What you will do |
Below are entries. Pull out all lines containing "polls".
Data supplied below:
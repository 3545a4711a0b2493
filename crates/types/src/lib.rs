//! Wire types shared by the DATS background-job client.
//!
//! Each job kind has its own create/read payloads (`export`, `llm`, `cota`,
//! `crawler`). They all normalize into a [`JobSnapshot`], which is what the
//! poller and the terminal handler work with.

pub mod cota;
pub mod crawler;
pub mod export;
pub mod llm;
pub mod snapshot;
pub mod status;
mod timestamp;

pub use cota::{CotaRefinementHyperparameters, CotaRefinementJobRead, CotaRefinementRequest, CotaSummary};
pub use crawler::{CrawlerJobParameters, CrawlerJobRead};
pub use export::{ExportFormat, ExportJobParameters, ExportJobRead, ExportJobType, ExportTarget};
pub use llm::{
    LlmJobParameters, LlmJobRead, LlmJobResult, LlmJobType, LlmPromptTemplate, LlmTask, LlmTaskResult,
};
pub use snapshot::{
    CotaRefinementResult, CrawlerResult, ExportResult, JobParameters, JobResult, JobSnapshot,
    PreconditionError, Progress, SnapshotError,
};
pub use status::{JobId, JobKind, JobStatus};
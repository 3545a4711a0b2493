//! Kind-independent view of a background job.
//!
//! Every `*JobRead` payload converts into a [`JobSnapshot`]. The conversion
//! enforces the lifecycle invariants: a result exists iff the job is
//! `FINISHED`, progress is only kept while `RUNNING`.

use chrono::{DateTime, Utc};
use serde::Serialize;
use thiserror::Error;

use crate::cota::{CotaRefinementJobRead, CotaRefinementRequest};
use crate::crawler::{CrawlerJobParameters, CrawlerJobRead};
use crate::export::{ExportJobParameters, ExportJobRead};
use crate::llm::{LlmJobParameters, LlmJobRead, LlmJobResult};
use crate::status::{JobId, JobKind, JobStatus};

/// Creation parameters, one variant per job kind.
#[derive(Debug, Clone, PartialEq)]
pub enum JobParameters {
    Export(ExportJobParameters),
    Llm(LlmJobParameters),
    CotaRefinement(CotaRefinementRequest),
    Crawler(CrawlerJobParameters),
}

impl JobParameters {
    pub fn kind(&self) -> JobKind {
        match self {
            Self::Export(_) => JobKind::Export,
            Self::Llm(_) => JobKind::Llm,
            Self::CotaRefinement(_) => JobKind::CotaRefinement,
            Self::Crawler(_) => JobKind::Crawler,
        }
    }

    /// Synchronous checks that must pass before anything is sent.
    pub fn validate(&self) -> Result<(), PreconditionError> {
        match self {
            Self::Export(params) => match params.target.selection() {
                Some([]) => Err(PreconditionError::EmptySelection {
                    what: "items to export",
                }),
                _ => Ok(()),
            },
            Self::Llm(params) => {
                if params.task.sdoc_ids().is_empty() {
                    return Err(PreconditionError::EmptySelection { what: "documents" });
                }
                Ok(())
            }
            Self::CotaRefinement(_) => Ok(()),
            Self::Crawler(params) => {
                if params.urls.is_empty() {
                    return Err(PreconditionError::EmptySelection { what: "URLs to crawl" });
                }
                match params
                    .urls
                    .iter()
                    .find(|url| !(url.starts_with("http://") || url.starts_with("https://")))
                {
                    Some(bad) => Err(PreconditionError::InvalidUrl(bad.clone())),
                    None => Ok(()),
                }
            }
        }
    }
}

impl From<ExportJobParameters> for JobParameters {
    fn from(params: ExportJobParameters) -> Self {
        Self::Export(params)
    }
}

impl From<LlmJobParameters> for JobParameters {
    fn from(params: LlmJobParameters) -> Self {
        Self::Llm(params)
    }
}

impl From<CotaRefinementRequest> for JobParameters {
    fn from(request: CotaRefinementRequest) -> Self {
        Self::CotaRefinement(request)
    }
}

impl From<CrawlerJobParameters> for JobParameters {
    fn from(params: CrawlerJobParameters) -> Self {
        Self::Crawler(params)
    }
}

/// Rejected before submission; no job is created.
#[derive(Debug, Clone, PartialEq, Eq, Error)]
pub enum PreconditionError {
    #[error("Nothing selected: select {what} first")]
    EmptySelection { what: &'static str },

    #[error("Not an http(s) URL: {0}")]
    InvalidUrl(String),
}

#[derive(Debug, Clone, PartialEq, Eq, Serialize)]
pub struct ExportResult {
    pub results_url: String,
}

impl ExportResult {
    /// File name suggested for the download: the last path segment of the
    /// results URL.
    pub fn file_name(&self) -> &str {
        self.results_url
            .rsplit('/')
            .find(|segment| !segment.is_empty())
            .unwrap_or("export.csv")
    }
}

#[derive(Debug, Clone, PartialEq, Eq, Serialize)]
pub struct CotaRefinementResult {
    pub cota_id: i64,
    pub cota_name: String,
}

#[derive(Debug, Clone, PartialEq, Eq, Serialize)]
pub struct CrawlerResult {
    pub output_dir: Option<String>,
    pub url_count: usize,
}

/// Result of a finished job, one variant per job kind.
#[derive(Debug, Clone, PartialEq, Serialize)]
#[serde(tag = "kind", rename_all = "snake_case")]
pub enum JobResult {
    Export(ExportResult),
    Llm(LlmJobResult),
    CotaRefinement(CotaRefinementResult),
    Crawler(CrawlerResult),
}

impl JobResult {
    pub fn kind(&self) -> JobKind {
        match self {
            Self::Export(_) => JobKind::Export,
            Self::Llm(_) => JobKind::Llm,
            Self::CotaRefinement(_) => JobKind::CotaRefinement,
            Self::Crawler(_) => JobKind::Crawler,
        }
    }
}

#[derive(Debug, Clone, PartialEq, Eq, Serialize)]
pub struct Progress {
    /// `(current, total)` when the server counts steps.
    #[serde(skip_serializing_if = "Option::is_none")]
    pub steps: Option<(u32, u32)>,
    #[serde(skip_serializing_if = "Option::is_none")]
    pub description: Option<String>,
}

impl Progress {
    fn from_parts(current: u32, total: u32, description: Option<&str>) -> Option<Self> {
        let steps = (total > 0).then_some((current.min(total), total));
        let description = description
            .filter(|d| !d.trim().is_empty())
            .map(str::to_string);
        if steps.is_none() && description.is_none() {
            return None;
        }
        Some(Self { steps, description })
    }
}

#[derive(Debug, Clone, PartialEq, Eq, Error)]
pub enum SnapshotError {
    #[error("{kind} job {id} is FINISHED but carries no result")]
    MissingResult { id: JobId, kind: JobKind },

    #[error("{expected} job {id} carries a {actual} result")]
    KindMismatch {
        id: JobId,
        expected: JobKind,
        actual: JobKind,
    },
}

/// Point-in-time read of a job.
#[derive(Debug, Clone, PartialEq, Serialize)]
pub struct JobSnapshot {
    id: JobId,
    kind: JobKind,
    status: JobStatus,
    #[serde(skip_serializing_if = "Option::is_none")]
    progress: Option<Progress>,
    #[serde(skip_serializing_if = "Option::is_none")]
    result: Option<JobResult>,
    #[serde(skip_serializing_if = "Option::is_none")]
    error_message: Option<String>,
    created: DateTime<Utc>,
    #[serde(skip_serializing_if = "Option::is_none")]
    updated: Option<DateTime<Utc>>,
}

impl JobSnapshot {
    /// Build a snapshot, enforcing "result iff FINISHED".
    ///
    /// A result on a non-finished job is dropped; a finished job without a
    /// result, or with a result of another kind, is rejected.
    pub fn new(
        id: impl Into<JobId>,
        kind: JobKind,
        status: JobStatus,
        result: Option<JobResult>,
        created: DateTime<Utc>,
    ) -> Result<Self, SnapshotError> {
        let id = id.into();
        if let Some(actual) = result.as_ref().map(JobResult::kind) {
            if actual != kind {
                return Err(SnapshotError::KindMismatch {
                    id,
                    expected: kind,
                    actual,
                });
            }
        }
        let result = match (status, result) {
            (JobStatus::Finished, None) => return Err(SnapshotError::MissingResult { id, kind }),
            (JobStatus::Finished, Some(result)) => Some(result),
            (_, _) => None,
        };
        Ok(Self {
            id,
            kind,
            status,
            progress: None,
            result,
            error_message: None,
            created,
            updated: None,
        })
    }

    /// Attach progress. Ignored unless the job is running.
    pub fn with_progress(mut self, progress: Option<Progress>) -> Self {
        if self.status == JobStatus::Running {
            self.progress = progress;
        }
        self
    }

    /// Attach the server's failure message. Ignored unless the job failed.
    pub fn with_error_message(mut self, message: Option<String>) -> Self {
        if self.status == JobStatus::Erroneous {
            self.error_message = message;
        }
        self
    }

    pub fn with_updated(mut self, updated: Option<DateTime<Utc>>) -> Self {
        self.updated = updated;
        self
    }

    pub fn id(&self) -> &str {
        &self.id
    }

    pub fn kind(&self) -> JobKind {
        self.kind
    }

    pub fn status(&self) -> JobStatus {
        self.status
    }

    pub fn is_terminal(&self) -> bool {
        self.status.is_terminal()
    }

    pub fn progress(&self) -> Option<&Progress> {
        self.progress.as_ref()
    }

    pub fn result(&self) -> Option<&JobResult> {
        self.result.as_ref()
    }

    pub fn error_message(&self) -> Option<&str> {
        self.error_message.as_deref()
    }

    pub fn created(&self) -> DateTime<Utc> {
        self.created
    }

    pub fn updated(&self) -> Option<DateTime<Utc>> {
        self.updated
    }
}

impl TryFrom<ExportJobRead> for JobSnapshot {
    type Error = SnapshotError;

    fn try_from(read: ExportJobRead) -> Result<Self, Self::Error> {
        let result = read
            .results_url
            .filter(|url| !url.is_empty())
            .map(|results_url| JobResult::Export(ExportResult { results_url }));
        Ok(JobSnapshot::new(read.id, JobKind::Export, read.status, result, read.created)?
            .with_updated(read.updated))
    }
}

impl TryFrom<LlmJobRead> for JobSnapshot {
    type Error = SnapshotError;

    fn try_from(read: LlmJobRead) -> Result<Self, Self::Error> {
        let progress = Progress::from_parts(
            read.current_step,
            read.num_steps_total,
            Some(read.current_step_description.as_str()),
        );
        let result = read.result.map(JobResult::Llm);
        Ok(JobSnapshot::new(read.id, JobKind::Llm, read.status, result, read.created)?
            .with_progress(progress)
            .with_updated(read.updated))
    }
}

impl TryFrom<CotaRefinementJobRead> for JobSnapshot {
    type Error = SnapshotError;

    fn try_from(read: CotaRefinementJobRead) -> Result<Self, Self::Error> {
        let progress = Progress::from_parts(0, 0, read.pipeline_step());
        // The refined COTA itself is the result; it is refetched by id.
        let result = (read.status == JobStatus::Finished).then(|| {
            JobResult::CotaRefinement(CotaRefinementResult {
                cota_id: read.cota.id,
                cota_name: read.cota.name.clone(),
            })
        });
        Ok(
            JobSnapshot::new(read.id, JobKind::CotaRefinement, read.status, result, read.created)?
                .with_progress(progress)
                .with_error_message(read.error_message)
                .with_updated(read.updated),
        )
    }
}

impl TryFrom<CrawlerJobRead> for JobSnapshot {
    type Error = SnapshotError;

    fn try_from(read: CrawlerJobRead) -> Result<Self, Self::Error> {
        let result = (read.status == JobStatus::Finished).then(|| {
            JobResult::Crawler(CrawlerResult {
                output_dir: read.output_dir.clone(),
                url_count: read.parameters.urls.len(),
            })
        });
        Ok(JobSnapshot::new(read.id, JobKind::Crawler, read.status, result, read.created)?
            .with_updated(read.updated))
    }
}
End of Data supplied.
Data supplied below:
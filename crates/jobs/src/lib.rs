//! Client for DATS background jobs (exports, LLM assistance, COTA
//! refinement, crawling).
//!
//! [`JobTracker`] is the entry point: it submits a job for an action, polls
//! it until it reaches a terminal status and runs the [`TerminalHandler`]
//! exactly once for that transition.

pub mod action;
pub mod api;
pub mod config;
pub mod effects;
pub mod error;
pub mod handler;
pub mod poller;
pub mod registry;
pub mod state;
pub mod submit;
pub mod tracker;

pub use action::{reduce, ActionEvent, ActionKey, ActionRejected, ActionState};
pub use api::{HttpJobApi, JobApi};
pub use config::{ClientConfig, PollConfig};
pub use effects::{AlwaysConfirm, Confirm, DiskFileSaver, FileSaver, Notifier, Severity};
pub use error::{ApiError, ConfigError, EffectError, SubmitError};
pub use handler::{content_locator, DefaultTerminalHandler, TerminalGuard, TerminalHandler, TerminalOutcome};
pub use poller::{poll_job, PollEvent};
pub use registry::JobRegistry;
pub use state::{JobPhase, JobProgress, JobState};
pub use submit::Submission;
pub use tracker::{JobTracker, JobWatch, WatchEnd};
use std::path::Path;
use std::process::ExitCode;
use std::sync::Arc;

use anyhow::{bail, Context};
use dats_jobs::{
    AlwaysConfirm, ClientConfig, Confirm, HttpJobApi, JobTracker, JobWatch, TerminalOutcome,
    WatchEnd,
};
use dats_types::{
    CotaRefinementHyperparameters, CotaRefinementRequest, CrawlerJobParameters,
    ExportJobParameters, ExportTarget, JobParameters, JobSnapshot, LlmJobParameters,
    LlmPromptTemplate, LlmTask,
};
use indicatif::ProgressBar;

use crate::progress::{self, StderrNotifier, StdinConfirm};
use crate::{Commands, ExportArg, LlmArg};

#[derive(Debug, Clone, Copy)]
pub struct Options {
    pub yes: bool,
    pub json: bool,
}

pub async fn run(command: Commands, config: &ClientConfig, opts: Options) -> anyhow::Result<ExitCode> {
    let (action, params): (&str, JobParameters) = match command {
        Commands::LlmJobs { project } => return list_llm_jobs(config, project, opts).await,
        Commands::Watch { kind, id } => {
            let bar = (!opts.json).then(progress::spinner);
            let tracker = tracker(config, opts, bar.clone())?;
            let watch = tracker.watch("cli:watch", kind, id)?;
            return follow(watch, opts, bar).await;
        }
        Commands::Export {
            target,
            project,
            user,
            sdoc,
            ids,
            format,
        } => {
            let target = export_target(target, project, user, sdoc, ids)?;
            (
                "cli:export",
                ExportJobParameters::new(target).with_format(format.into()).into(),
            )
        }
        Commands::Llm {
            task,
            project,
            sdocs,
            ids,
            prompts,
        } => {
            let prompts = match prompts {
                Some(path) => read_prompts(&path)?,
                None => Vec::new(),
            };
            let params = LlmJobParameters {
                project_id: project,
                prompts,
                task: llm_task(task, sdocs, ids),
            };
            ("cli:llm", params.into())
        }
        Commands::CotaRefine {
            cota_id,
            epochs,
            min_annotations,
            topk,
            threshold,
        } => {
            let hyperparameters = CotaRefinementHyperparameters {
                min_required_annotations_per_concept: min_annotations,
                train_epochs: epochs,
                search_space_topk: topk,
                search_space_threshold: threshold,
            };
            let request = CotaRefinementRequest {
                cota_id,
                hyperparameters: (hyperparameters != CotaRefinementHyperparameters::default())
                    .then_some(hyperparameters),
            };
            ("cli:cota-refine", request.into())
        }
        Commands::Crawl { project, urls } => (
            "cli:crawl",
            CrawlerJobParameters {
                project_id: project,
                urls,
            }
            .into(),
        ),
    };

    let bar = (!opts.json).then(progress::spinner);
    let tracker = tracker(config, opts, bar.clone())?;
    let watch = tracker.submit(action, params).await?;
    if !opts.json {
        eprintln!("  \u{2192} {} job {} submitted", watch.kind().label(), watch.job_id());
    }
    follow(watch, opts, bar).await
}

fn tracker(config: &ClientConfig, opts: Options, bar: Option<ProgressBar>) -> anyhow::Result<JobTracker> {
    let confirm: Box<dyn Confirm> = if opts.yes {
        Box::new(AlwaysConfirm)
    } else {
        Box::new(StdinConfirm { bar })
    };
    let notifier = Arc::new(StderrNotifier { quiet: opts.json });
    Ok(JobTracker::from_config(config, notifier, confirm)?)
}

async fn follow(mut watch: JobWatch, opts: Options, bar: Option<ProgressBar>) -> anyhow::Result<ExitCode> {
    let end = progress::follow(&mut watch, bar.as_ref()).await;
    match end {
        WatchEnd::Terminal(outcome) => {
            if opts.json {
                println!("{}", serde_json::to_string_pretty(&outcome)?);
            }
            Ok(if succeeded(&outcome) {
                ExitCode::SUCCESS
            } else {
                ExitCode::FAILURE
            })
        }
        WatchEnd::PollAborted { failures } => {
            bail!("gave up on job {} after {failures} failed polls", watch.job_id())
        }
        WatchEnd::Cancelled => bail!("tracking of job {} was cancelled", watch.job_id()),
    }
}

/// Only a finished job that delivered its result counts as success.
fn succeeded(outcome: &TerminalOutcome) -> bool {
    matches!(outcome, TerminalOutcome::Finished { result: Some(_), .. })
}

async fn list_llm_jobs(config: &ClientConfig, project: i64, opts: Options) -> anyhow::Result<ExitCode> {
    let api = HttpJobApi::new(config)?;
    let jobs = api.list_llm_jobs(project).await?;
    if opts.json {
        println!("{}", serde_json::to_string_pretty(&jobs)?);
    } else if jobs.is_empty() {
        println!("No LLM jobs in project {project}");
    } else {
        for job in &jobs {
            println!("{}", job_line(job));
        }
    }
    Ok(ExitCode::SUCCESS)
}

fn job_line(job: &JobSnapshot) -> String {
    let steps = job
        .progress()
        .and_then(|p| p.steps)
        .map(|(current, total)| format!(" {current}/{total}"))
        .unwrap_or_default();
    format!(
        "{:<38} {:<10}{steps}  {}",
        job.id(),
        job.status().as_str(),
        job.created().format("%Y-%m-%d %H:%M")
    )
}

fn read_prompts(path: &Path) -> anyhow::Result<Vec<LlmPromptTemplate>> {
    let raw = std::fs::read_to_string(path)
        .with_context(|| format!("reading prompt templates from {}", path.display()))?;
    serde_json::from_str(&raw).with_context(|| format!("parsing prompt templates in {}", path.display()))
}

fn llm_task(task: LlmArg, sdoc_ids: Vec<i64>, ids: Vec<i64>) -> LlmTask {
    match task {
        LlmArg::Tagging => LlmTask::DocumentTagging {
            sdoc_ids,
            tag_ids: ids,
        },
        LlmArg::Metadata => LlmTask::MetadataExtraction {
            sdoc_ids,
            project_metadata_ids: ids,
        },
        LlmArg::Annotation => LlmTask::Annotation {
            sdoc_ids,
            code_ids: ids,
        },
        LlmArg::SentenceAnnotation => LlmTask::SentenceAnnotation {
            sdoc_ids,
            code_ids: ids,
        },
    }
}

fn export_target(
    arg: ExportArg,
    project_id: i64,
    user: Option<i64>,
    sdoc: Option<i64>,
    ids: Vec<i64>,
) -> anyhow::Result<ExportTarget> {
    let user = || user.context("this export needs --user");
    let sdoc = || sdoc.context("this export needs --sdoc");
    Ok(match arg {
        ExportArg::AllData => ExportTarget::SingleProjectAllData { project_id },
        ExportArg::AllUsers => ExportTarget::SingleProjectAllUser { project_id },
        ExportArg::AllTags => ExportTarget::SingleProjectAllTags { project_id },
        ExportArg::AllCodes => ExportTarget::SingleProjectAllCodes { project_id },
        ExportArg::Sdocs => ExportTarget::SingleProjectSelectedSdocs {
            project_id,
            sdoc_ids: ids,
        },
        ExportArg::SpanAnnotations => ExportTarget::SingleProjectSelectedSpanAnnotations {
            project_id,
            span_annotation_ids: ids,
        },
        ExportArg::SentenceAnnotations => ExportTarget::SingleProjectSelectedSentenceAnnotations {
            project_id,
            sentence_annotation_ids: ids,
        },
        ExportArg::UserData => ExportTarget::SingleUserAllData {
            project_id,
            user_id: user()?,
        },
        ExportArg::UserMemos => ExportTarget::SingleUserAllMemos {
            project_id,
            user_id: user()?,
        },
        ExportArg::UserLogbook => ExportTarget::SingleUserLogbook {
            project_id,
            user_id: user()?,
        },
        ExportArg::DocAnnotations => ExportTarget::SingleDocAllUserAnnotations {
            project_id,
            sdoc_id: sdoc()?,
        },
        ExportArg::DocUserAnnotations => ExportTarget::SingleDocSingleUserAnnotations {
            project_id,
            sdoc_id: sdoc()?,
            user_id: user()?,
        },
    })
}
End of Data supplied.
Data supplied below:
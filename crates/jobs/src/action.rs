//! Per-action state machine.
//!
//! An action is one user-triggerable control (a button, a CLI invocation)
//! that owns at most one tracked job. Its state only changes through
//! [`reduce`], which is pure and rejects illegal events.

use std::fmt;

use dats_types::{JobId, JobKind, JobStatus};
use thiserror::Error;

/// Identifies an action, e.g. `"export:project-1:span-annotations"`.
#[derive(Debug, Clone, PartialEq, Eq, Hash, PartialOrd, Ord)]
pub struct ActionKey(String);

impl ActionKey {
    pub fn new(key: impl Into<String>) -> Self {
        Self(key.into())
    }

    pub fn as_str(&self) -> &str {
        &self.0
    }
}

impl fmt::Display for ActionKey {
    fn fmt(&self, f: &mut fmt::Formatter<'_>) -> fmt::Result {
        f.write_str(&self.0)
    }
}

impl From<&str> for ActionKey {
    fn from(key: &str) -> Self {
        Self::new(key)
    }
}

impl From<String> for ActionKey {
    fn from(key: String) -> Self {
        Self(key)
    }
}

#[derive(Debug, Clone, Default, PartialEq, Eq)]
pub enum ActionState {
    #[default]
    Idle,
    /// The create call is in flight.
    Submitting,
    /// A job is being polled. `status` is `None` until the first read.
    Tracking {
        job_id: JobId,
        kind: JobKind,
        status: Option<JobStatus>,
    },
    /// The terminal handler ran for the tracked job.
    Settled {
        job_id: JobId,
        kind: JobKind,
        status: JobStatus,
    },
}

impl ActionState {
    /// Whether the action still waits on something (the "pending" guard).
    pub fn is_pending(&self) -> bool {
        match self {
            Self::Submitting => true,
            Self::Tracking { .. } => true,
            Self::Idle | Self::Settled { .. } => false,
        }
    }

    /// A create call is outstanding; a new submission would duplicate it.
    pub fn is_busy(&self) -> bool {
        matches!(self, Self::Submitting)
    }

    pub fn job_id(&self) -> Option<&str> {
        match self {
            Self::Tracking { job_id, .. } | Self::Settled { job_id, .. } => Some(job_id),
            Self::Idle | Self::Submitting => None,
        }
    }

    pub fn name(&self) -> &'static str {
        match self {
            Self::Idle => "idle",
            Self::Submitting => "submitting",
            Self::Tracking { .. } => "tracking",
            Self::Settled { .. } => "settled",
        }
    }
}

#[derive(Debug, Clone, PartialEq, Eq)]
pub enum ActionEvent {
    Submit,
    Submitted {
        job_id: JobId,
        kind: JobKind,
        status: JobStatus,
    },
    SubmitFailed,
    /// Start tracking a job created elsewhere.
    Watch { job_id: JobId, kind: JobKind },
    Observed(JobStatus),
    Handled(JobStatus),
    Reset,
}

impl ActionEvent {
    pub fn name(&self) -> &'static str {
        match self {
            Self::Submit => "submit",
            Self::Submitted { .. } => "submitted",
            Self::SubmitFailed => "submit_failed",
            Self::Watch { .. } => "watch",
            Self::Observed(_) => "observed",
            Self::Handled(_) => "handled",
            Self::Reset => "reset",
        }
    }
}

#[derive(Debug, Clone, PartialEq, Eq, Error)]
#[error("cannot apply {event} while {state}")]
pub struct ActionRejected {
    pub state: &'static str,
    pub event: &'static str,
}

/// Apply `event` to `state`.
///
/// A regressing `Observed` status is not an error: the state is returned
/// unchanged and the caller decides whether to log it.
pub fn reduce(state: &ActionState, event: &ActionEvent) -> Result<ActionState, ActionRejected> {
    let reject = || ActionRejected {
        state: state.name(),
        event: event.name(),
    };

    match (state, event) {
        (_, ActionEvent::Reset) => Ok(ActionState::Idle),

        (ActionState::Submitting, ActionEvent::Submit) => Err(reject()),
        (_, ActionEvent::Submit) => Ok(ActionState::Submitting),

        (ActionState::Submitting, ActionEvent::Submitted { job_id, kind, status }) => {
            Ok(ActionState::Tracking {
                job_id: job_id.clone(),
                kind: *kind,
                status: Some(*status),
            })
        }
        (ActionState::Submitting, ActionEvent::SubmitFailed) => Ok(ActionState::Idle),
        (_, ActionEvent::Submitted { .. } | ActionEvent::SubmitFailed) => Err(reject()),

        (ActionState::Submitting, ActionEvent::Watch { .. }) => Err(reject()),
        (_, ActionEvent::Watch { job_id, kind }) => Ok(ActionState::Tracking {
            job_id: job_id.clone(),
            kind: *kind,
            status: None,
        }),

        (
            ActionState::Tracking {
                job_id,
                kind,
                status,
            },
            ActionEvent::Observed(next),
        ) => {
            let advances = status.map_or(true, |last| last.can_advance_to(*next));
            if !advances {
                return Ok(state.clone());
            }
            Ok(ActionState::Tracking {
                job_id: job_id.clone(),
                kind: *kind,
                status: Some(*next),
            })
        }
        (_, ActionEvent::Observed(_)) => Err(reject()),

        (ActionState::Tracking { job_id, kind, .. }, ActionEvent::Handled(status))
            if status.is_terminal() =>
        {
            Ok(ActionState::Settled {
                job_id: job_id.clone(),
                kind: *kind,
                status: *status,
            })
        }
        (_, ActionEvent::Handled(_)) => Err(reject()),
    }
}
End of Data supplied.
Result for this task |
//! [`JobTracker`] is the entry point: it submits a job for an action, polls
            bail!("gave up on job {} after {failures} failed polls", watch.job_id())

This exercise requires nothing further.